It felt so long ago to walk a sandy short and call it a home in disguise,
so far away in faithful fear of change, dependency on lives lived far away.
How far from the forest did I drop pearls
as I waltzed in an emerald gown to friends and lovers and appreciators of open-minded flesh?
And now it feels obsolete in hunger and animosity,
in the pantries of the owners own providers of satisfying smiles and second chances.
Where I walk and walk alone,
where I'm lonely to drown in the false smiles of friends and liars, foe and hero.
My pearls have been colored black in permanent marker
drawn from the pockets of a phantom ruling,
of turning backs and stab wounds inside a weaker knife.
How strange to be unloved by the ones who make you feel at home
when home cries "You're too different so I choose to leave you behind and alone.
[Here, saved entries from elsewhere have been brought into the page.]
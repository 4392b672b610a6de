//! Integration tests for the per-utterance session loop

mod common;

use std::sync::Arc;

use arena_engine::arena::ArenaClient;
use arena_engine::reasoning::ReasoningResponse;
use arena_engine::session::{SessionController, SessionPhase, DEFAULT_MAX_ITERATIONS};
use arena_engine::shutdown::Shutdown;
use common::{move_forward, scene_with_goals, FailingReasoning, FakeSimulator, ScriptedReasoning};
use sdk::errors::EngineError;
use serde_json::json;

/// Connected client with a scene of `goals` compiled goals loaded
async fn arena_with_goals(sim: &FakeSimulator, goals: usize) -> ArenaClient {
    let mut arena = ArenaClient::new(sim.transport(Shutdown::new()));
    arena.connect().await.unwrap();
    arena.load_scene(&scene_with_goals(goals)).await.unwrap();
    arena
}

async fn connected_arena(sim: &FakeSimulator) -> ArenaClient {
    arena_with_goals(sim, 1).await
}

#[tokio::test]
async fn test_no_actions_completes_after_one_iteration() {
    let sim = FakeSimulator::with_goals(vec![false]).await;
    let mut arena = connected_arena(&sim).await;
    let reasoning = Arc::new(ScriptedReasoning::repeating(vec![]));
    let controller = SessionController::new(
        reasoning.service(),
        DEFAULT_MAX_ITERATIONS,
        Shutdown::new(),
    );

    let outcome = controller
        .run(&mut arena, "T.20261018/idle", "say hello")
        .await
        .unwrap();

    assert_eq!(outcome.phase, SessionPhase::Completed);
    assert_eq!(outcome.iterations, 1);
    assert!(outcome.actions_taken.is_empty());
    assert!(sim.batches().is_empty());

    let requests = reasoning.requests();
    assert_eq!(requests.len(), 1);
    assert_eq!(requests[0].utterance.as_deref(), Some("say hello"));
    assert!(requests[0].prior_action_statuses.is_empty());
}

#[tokio::test]
async fn test_agent_that_never_returns_control_is_aborted() {
    let sim = FakeSimulator::with_goals(vec![false]).await;
    let mut arena = connected_arena(&sim).await;
    let reasoning = Arc::new(ScriptedReasoning::repeating(vec![move_forward()]));
    let controller = SessionController::new(
        reasoning.service(),
        DEFAULT_MAX_ITERATIONS,
        Shutdown::new(),
    );

    let outcome = controller
        .run(&mut arena, "T.20261018/wander", "walk around")
        .await
        .unwrap();

    assert_eq!(outcome.phase, SessionPhase::Aborted);
    assert_eq!(outcome.iterations, DEFAULT_MAX_ITERATIONS);
    assert_eq!(outcome.actions_taken.len(), DEFAULT_MAX_ITERATIONS);
    assert_eq!(sim.batches().len(), DEFAULT_MAX_ITERATIONS);

    // Only the first request carries the utterance
    let requests = reasoning.requests();
    assert!(requests[0].utterance.is_some());
    assert!(requests[1..].iter().all(|request| request.utterance.is_none()));
    assert!(requests[1].prior_action_statuses[0].success);
}

#[tokio::test]
async fn test_dialog_with_successful_batch_returns_control() {
    let sim = FakeSimulator::with_goals(vec![false]).await;
    let mut arena = connected_arena(&sim).await;
    let reasoning = Arc::new(ScriptedReasoning::repeating(vec![
        move_forward(),
        json!({"id": "2", "type": "Dialog", "dialog": {"value": "Done"}}),
    ]));
    let controller = SessionController::new(reasoning.service(), 5, Shutdown::new());

    let outcome = controller
        .run(&mut arena, "T.20261018/move", "move forward")
        .await
        .unwrap();

    assert_eq!(outcome.phase, SessionPhase::Completed);
    assert_eq!(outcome.iterations, 1);
    assert_eq!(outcome.actions_taken, vec![move_forward()]);

    // Dialog actions never reach the simulator
    let batch = &sim.batches()[0];
    assert_eq!(batch.as_array().unwrap().len(), 1);
    assert_eq!(batch[0]["commandType"], "Move");
    assert_eq!(batch[0]["commandNum"], 0);
}

#[tokio::test]
async fn test_invalid_action_format_is_reported_and_loop_continues() {
    let sim = FakeSimulator::with_goals(vec![false]).await;
    let mut arena = connected_arena(&sim).await;
    let reasoning = Arc::new(ScriptedReasoning::once_then_idle(vec![
        json!({"id": "1", "type": "Teleport", "teleport": {}}),
    ]));
    let controller = SessionController::new(
        reasoning.service(),
        DEFAULT_MAX_ITERATIONS,
        Shutdown::new(),
    );

    let outcome = controller
        .run(&mut arena, "T.20261018/bad", "teleport")
        .await
        .unwrap();

    assert_eq!(outcome.phase, SessionPhase::Completed);
    assert_eq!(outcome.iterations, 2);
    assert!(outcome.actions_taken.is_empty());
    assert!(sim.batches().is_empty());

    let requests = reasoning.requests();
    let status = &requests[1].prior_action_statuses[0];
    assert!(!status.success);
    assert_eq!(status.error_type, "IncorrectActionFormat");
    assert_eq!(status.action_type, "Teleport");
}

#[tokio::test]
async fn test_finished_goals_end_session_early() {
    let sim = FakeSimulator::with_goals(vec![true]).await;
    let mut arena = connected_arena(&sim).await;
    let reasoning = Arc::new(ScriptedReasoning::repeating(vec![move_forward()]));
    let controller = SessionController::new(
        reasoning.service(),
        DEFAULT_MAX_ITERATIONS,
        Shutdown::new(),
    );

    let outcome = controller
        .run(&mut arena, "T.20261018/done", "open the fridge")
        .await
        .unwrap();

    assert_eq!(outcome.phase, SessionPhase::Completed);
    assert_eq!(outcome.iterations, 1);
    assert_eq!(sim.batches().len(), 1);
}

#[tokio::test]
async fn test_partial_progress_list_does_not_end_session() {
    // The simulator only ever reports goal 0, the scene has two goals
    let sim = FakeSimulator::with_goals(vec![true]).await;
    let mut arena = arena_with_goals(&sim, 2).await;
    let reasoning = Arc::new(ScriptedReasoning::repeating(vec![move_forward()]));
    let controller = SessionController::new(reasoning.service(), 3, Shutdown::new());

    let outcome = controller
        .run(&mut arena, "T.20261018/partial", "open both fridges")
        .await
        .unwrap();

    assert_eq!(outcome.phase, SessionPhase::Aborted);
    assert_eq!(outcome.iterations, 3);
    assert_eq!(sim.batches().len(), 3);
    assert!(!arena.all_goals_finished());
    assert_eq!(arena.goal_completion(2).as_flags(), vec![1, 0]);
}

#[tokio::test]
async fn test_reasoning_failure_ends_session_with_error() {
    let sim = FakeSimulator::with_goals(vec![false]).await;
    let mut arena = connected_arena(&sim).await;
    let controller = SessionController::new(
        Arc::new(FailingReasoning),
        DEFAULT_MAX_ITERATIONS,
        Shutdown::new(),
    );

    let err = controller
        .run(&mut arena, "T.20261018/down", "anything")
        .await
        .unwrap_err();
    assert!(matches!(err, EngineError::ReasoningService(_)));
}

#[tokio::test]
async fn test_world_snapshot_is_rebuilt_from_latest_response() {
    let sim = FakeSimulator::with_goals(vec![false]).await;
    let mut arena = connected_arena(&sim).await;
    let reasoning = Arc::new(ScriptedReasoning::new(
        vec![ReasoningResponse::from_actions(vec![move_forward()])],
        ReasoningResponse::default(),
    ));
    let controller = SessionController::new(reasoning.service(), 5, Shutdown::new());

    controller
        .run(&mut arena, "T.20261018/look", "move")
        .await
        .unwrap();

    let requests = reasoning.requests();
    let robot_info = &requests[1].world_state["robotInfo"];
    assert_eq!(robot_info.as_array().unwrap().len(), 1);
    assert_eq!(robot_info[0]["position"]["x"], 1.0);
    assert!(requests[0].world_state["robotInfo"].as_array().unwrap().is_empty());
}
You're not welcome here." I stamp my feet and turn around,
two shades of black embrace with hesitation
of my emerald dress lined with the pearls I used to throw to those I used to know.
Follow the trail of inked pearls to the corner of the torture chamber,
where red cleans off the blackened jewel
to show the whitened color of my face as I lie alone, as I die alone.
My pearls can't save me now, my emerald dress will cover me inside my coffin's cell.
Pearls won't let me burn in Hell but to watch my funeral
read by the preachers and forgiveness-seekers crying in red cloth, forgetting what they hate the most.
But the love and the lonely live forever, and in years gone I will live a ghost
and as the friendship passes with the years, I'll adorn their graves with pearls and loving tears.